Y arrastrándose en cuatro pies, le vi acercarse al toldo de Baigorrita, quedando bastante cerca de mi cama para poder conversar sin alzar la voz.

-¡Qué indio tan pícaro! -me dijo.

-¿Qué hay?

-Le dice a Baigorrita que lo quiere matar a usted.

-¿Y mi compadre, qué dice?

-Le ha dado una trompada y le ha dicho que se atreva.

En ese momento, Baigorrita gritó:

-¡San Martín!

Camargo se reía, apretándose la barriga y me decía:

-¡Ah!, ¡indio malo!, no se puede levantar de la trompada que le ha dado el hermano. Toma, por pícaro, ¿sabe, señor, que me han robado los estribos? ¡Ladrones!, les he tirado todo y me he venido en pelos, ni las riendas he traído, le he echado al pingo un medio bozal.

¡San Martín! ¡San Martín! -gritaba Baigorrita.

Vino San Martín, entró en el toldo de mi compadre, habló con él, repitiendo mi nombre varias veces.

-Dice -me dijo Camargo-, que lo cuide a usted; que no haga ruido y que si Caiomuta quiere hacer barullo, que lo maten.

Caiomuta, ebrio como estaba, no podía levantarse del sitio en que lo había tendido el membrudo brazo de su hermano mayor.

Camargo se arrastró como un reptil, saliendo de donde estaba, y acostándose a los pies de mi cama, me pidió mil disculpas por haber venido alegre; me contó el robo que le habían hecho otra vez; me dijo que los indios eran unos pícaros, que él los conocía bien; que por eso no les andaba con chicas: que Caiomuta era quien le había hecho robar los estribos de plata; que para saberlo había tenido que asustarlo a un indio; que le había ofrecido matarlo si no le confesaba la verdad, y que, de miedo, no sólo le había contado todo, sino que le había dado un chifle de aguardiente que tenía muy guardado hacía tiempo; que al día siguiente habían de parecer los estribos, que si no parecían se había de volver en pelos a lo de Mariano y lo había de avergonzar a Caiomuta, que a una visita no se le roban las prendas.

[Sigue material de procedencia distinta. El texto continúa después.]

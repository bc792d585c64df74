//! Render node facade: track loading, media server binding and playback control.

use std::sync::atomic::{AtomicU64, Ordering};
use std::sync::{Arc, Mutex, MutexGuard, PoisonError, RwLock};
use std::time::Duration;

use audio_player::status::OutputStatusState;
use spotifice_types::{RenderStatus, TrackInfo};

use crate::engine::{ChunkFn, EndedHook, PlaybackEngine};
use crate::error::RenderError;
use crate::source::{ChunkSource, SourceConnector};

/// Claim value meaning no session holds the player.
const FREE: u64 = 0;

pub struct RenderService {
    render_id: String,
    engine: PlaybackEngine,
    connector: Box<dyn SourceConnector>,
    source: RwLock<Option<Arc<dyn ChunkSource>>>,
    track: RwLock<Option<TrackInfo>>,
    /// Token of the session owning the player, or [`FREE`].
    claim: Arc<AtomicU64>,
    next_claim: AtomicU64,
    /// Serializes opening and closing of this renderer's remote stream.
    gate: Arc<Mutex<()>>,
    confirm_timeout: Duration,
    output: Option<Arc<Mutex<OutputStatusState>>>,
}

impl RenderService {
    pub fn new(
        render_id: impl Into<String>,
        engine: PlaybackEngine,
        connector: Box<dyn SourceConnector>,
        confirm_timeout: Duration,
    ) -> Self {
        Self {
            render_id: render_id.into(),
            engine,
            connector,
            source: RwLock::new(None),
            track: RwLock::new(None),
            claim: Arc::new(AtomicU64::new(FREE)),
            next_claim: AtomicU64::new(1),
            gate: Arc::new(Mutex::new(())),
            confirm_timeout,
            output: None,
        }
    }

    /// Report device details from the sink's shared output status.
    pub fn with_output_status(mut self, output: Arc<Mutex<OutputStatusState>>) -> Self {
        self.output = Some(output);
        self
    }

    pub fn render_id(&self) -> &str {
        &self.render_id
    }

    pub fn engine(&self) -> &PlaybackEngine {
        &self.engine
    }

    fn source(&self) -> Option<Arc<dyn ChunkSource>> {
        self.source
            .read()
            .unwrap_or_else(PoisonError::into_inner)
            .clone()
    }

    pub fn current_track(&self) -> Option<TrackInfo> {
        self.track
            .read()
            .unwrap_or_else(PoisonError::into_inner)
            .clone()
    }

    /// Bind to the media server at `server` after checking that it answers.
    pub fn bind_source(&self, server: &str) -> Result<(), RenderError> {
        let unreachable = |reason: String| RenderError::Unreachable {
            server: server.to_string(),
            reason,
        };
        let source = self
            .connector
            .connect(server)
            .map_err(|e| unreachable(e.to_string()))?;
        source.ping().map_err(|e| unreachable(e.to_string()))?;
        tracing::info!(server = %source.describe(), "bound to media server");
        *self.source.write().unwrap_or_else(PoisonError::into_inner) = Some(source);
        Ok(())
    }

    /// Forget the bound media server, stopping any playback that reads from it.
    pub fn unbind_source(&self) -> Result<(), RenderError> {
        if self.source().is_none() {
            return Ok(());
        }
        if self.engine.is_playing() || self.claim.load(Ordering::SeqCst) != FREE {
            self.stop()?;
        }
        *self.source.write().unwrap_or_else(PoisonError::into_inner) = None;
        tracing::info!("unbound media server");
        Ok(())
    }

    pub fn load(&self, track_id: &str) -> Result<TrackInfo, RenderError> {
        let source = self.source().ok_or(RenderError::NoSource)?;
        if self.engine.is_playing() || self.claim.load(Ordering::SeqCst) != FREE {
            return Err(RenderError::Busy);
        }
        let info = match source.track_info(track_id) {
            Ok(info) => info,
            Err(e) => {
                tracing::error!(track_id, error = %e, "error setting track");
                return Err(e.into());
            }
        };
        tracing::info!(track_id = %info.id, title = %info.title, "current track set");
        *self.track.write().unwrap_or_else(PoisonError::into_inner) = Some(info.clone());
        Ok(info)
    }

    /// Open the loaded track on the media server and start pulling it.
    pub fn play(&self) -> Result<(), RenderError> {
        let source = self.source().ok_or(RenderError::NoSource)?;
        let track = self.current_track().ok_or(RenderError::NoTrack)?;

        let token = self.next_claim.fetch_add(1, Ordering::Relaxed);
        if self
            .claim
            .compare_exchange(FREE, token, Ordering::SeqCst, Ordering::SeqCst)
            .is_err()
        {
            return Err(RenderError::Busy);
        }
        if self.engine.is_playing() {
            self.claim.store(FREE, Ordering::SeqCst);
            return Err(RenderError::Busy);
        }

        let opened = {
            let _gate = lock(&self.gate);
            source.start_stream(&track.id, &self.render_id)
        };
        if let Err(e) = opened {
            self.claim.store(FREE, Ordering::SeqCst);
            tracing::warn!(track_id = %track.id, error = %e, "failed to open remote stream");
            return Err(e.into());
        }

        let closer = StreamCloser {
            source: source.clone(),
            render_id: self.render_id.clone(),
            claim: self.claim.clone(),
            gate: self.gate.clone(),
            token,
        };
        let hook_closer = closer.clone();
        let ended: EndedHook = Box::new(move || hook_closer.close("session ended"));

        let configured = self
            .engine
            .configure(remote_chunks(source, self.render_id.clone()), Some(ended));
        if configured.is_none() || !self.engine.confirm_play_starts(self.confirm_timeout) {
            self.engine.stop(self.confirm_timeout);
            closer.close("playback not confirmed");
            return Err(RenderError::PlayNotConfirmed);
        }
        tracing::info!(track_id = %track.id, title = %track.title, "playing");
        Ok(())
    }

    /// Close the remote stream, if any, and stop the player. Idempotent.
    pub fn stop(&self) -> Result<(), RenderError> {
        let held = self.claim.load(Ordering::SeqCst);
        if let Some(source) = self.source() {
            let _gate = lock(&self.gate);
            if let Err(e) = source.stop_stream(&self.render_id) {
                tracing::warn!(error = %e, "failed to close remote stream");
            }
        }
        if !self.engine.stop(self.confirm_timeout) {
            return Err(RenderError::StopNotConfirmed);
        }
        if held != FREE {
            let _ = self
                .claim
                .compare_exchange(held, FREE, Ordering::SeqCst, Ordering::SeqCst);
        }
        tracing::info!("stopped");
        Ok(())
    }

    pub fn pause(&self) -> Result<(), RenderError> {
        self.engine.pause()?;
        Ok(())
    }

    pub fn resume(&self) -> Result<(), RenderError> {
        self.engine.resume()?;
        Ok(())
    }

    pub fn status(&self) -> RenderStatus {
        let stats = self.engine.stats();
        let mut status = RenderStatus {
            render_id: self.render_id.clone(),
            state: self.engine.state(),
            server: self.source().map(|s| s.describe()),
            track: self.current_track(),
            chunks: stats.chunks,
            bytes: stats.bytes,
            ..RenderStatus::default()
        };
        if let Some(output) = &self.output {
            let snap = output
                .lock()
                .unwrap_or_else(PoisonError::into_inner)
                .snapshot();
            status.device = snap.device;
            status.sample_rate = snap.sample_rate;
            status.channels = snap.channels;
            status.elapsed_ms = snap.elapsed_ms;
            status.underrun_frames = snap.underrun_frames;
        }
        status
    }

    /// Stop playback and the engine worker.
    pub fn shutdown(&self) {
        if self.engine.is_playing() {
            if let Err(e) = self.stop() {
                tracing::warn!(error = %e, "stop on shutdown failed");
            }
        }
        self.engine.shutdown();
    }
}

/// Releases one session's claim and closes its remote stream, at most once.
#[derive(Clone)]
struct StreamCloser {
    source: Arc<dyn ChunkSource>,
    render_id: String,
    claim: Arc<AtomicU64>,
    gate: Arc<Mutex<()>>,
    token: u64,
}

impl StreamCloser {
    fn close(&self, why: &str) {
        let _gate = lock(&self.gate);
        if self.claim.load(Ordering::SeqCst) != self.token {
            return;
        }
        if let Err(e) = self.source.stop_stream(&self.render_id) {
            tracing::warn!(error = %e, reason = why, "failed to close remote stream");
        }
        let _ = self
            .claim
            .compare_exchange(self.token, FREE, Ordering::SeqCst, Ordering::SeqCst);
        tracing::debug!(reason = why, "session released");
    }
}

/// Pull chunks of this renderer's stream; an empty reply ends the session.
fn remote_chunks(source: Arc<dyn ChunkSource>, render_id: String) -> ChunkFn {
    Box::new(move |size| {
        let chunk = source.get_audio_chunk(&render_id, size)?;
        Ok((!chunk.is_empty()).then_some(chunk))
    })
}

fn lock(gate: &Mutex<()>) -> MutexGuard<'_, ()> {
    gate.lock().unwrap_or_else(PoisonError::into_inner)
}
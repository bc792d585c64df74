use std::net::SocketAddr;
use std::path::PathBuf;
use std::time::Duration;

pub use audio_player::config::{PlaybackConfig, SinkConfig};

use crate::cli::{Args, Command};

#[derive(Clone, Debug)]
pub struct RenderListenConfig {
    pub http_bind: SocketAddr,
    pub render_id: String,
    pub server: Option<String>,
    pub confirm_timeout: Duration,
    pub sink: SinkConfig,
}

#[derive(Clone, Debug)]
pub struct RenderPlayConfig {
    pub path: PathBuf,
    pub show_stats: bool,
    pub sink: SinkConfig,
}

/// Sink settings shared by both subcommands.
pub fn sink_config(args: &Args) -> SinkConfig {
    SinkConfig {
        device: normalize_device_name(args.device.clone()),
        max_bytes: args.max_bytes,
        playback: PlaybackConfig {
            chunk_frames: args.chunk_frames,
            refill_max_frames: args.refill_max_frames,
            buffer_seconds: args.buffer_seconds,
        },
        ..SinkConfig::default()
    }
}

impl RenderListenConfig {
    pub fn from_args(args: &Args) -> Option<Self> {
        match &args.cmd {
            Some(Command::Listen {
                bind,
                id,
                server,
                confirm_timeout_ms,
            }) => Some(Self {
                http_bind: *bind,
                render_id: id.trim().to_string(),
                server: server.clone().filter(|s| !s.trim().is_empty()),
                confirm_timeout: Duration::from_millis(*confirm_timeout_ms),
                sink: sink_config(args),
            }),
            _ => None,
        }
    }
}

impl RenderPlayConfig {
    pub fn from_args(args: &Args) -> Option<Self> {
        match &args.cmd {
            Some(Command::Play { path, stats }) => {
                let mut sink = sink_config(args);
                sink.hint_extension = path
                    .extension()
                    .and_then(|e| e.to_str())
                    .map(str::to_ascii_lowercase);
                Some(Self {
                    path: path.clone(),
                    show_stats: *stats,
                    sink,
                })
            }
            _ => None,
        }
    }
}

pub(crate) fn normalize_device_name(device: Option<String>) -> Option<String> {
    device.and_then(|name| {
        let trimmed = name.trim();
        if trimmed.is_empty() {
            None
        } else {
            Some(trimmed.to_string())
        }
    })
}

Yo no podía pegar los ojos. Oía rugir a Caiomuta y estaba alerta. San Martín se allegó a mi cama y me miró de cerca.

¿Qué? -le dije.

-Nada, señor, duerma no más, no hay cuidado -me contestó.

Me dio las buenas noches y se marchó, entrando en el toldo de Baigorrita.

A ese tiempo, el otro indio que había venido con Caiomuta, y que al apearse del caballo, se había caído, permaneciendo un rato tirado en el suelo, se levantó y preguntó:

-¿Dónde está ese Camargo?

Nadie le contestó.

-Ese Camargo mucho asesino -dijo.

Nadie le contestó.

-¡Mucho asesino! -gritó.

Camargo se despertó, le echó un terno y el indio no replicó.

Así estuvieron más de una hora.

Yo, al fin, me quedé dormido.

De improviso me desperté sobresaltado.

Una cosa, blanda, húmeda y tibia pesaba sobre mi cara.